*WHAT THE EXERCISE ASKS*
Let your answer be the line containing "vec![quarter_end(2), quarter_end(3), quarter_end(4)]);" and every line below it to the end of the records, copied exactly.

▼

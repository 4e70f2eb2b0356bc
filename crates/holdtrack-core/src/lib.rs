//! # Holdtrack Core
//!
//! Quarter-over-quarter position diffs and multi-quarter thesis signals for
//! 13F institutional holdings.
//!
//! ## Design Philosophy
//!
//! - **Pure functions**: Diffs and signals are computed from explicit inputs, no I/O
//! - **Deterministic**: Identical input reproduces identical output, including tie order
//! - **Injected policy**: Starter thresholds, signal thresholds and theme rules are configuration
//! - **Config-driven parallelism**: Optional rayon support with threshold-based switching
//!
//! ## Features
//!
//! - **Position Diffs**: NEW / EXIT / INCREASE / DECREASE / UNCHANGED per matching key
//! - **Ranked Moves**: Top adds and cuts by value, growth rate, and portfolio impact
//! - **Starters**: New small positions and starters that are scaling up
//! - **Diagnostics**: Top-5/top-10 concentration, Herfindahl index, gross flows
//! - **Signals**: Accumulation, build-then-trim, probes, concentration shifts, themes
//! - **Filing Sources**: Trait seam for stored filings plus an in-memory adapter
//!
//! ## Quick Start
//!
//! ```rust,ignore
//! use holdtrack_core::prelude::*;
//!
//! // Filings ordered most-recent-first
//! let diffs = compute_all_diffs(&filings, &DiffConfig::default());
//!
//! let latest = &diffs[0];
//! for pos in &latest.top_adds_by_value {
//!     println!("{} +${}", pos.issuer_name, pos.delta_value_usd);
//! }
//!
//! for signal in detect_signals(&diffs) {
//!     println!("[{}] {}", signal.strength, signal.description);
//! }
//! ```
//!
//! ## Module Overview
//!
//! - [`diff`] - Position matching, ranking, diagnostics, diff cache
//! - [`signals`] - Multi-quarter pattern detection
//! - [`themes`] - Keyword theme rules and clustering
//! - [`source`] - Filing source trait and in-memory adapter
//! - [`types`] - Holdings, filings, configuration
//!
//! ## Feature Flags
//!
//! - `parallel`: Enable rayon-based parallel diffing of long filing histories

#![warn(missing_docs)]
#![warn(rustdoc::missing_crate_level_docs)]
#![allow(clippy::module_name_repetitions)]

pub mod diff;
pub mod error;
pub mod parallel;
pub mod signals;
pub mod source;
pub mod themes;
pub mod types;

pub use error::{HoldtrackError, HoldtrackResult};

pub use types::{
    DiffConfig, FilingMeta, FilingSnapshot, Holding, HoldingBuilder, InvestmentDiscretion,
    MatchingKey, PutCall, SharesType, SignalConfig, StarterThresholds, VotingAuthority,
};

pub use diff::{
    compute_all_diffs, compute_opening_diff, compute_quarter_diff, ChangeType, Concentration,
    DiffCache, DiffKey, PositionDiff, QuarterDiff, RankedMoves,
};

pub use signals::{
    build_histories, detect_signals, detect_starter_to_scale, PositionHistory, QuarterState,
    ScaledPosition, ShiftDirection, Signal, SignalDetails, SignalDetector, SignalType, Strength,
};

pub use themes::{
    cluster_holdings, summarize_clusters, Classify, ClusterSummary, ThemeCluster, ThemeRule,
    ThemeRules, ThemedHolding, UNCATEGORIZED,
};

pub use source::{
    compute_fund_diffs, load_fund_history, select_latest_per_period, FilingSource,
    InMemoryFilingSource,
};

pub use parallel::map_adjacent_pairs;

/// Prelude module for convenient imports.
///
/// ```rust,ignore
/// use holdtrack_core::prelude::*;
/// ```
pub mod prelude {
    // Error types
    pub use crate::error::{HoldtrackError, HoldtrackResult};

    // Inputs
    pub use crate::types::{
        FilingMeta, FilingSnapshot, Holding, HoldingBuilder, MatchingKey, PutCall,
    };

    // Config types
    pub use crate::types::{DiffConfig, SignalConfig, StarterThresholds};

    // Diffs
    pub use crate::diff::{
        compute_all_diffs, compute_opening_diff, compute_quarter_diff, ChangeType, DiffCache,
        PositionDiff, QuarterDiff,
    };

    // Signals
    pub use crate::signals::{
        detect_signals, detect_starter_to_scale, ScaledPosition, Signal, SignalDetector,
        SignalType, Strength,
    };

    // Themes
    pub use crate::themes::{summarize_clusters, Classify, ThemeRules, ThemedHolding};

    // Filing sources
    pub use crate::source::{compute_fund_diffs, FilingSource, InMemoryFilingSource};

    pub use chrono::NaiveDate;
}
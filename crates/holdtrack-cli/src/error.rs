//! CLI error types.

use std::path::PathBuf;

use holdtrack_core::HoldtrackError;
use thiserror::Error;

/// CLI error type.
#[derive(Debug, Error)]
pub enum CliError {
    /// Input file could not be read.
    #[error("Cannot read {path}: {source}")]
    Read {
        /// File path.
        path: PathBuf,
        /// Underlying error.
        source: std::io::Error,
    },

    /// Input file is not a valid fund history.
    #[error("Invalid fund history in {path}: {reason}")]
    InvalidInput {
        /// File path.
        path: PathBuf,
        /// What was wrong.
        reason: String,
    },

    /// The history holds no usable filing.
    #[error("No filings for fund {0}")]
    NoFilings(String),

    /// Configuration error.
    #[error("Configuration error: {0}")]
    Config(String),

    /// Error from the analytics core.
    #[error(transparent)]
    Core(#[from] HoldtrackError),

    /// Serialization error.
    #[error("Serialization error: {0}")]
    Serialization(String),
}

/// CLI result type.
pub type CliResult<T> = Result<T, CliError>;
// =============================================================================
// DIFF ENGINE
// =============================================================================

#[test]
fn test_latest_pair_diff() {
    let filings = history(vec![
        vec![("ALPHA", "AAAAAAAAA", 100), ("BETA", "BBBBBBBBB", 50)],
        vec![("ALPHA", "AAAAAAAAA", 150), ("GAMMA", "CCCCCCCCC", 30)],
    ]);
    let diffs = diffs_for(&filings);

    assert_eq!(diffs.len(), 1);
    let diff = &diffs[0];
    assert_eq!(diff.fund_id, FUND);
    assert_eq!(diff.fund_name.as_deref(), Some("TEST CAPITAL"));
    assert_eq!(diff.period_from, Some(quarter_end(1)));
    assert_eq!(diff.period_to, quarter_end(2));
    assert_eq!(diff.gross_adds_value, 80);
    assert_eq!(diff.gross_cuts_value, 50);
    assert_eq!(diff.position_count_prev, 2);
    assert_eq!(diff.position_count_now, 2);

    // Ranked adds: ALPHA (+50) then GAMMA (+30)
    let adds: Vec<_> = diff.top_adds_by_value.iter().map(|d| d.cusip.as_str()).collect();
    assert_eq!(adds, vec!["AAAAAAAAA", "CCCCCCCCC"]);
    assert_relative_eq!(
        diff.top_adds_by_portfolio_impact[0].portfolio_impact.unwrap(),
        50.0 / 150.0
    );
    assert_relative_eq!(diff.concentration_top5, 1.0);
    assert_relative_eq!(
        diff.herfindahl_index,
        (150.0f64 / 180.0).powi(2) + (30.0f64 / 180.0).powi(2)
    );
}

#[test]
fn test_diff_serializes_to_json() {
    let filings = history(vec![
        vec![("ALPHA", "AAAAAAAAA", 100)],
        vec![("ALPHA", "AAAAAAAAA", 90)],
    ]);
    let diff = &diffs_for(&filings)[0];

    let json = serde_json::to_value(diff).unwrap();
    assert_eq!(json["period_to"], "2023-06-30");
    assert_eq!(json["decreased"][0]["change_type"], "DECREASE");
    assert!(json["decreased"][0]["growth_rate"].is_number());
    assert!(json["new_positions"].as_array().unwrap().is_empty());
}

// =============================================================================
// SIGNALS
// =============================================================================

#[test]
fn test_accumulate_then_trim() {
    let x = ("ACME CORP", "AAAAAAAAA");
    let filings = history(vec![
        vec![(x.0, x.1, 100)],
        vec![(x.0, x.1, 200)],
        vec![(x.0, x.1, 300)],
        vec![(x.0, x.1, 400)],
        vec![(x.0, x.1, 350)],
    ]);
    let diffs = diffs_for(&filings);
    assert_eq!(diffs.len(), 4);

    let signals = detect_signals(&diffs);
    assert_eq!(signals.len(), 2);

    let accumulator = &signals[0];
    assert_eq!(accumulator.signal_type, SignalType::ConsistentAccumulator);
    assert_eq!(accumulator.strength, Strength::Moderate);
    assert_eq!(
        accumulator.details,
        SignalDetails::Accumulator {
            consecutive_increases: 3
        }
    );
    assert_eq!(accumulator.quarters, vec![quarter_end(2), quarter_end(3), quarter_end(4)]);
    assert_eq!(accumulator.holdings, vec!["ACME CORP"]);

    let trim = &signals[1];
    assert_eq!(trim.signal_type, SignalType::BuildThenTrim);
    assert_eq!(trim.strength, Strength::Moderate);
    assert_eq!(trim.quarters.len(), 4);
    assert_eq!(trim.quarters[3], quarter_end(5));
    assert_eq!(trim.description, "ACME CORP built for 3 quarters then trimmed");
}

▲

*SOLUTION FOR THIS TASK*
    assert_eq!(accumulator.quarters, vec![quarter_end(2), quarter_end(3), quarter_end(4)]);
    assert_eq!(accumulator.holdings, vec!["ACME CORP"]);

    let trim = &signals[1];
    assert_eq!(trim.signal_type, SignalType::BuildThenTrim);
    assert_eq!(trim.strength, Strength::Moderate);
    assert_eq!(trim.quarters.len(), 4);
    assert_eq!(trim.quarters[3], quarter_end(5));
    assert_eq!(trim.description, "ACME CORP built for 3 quarters then trimmed");
}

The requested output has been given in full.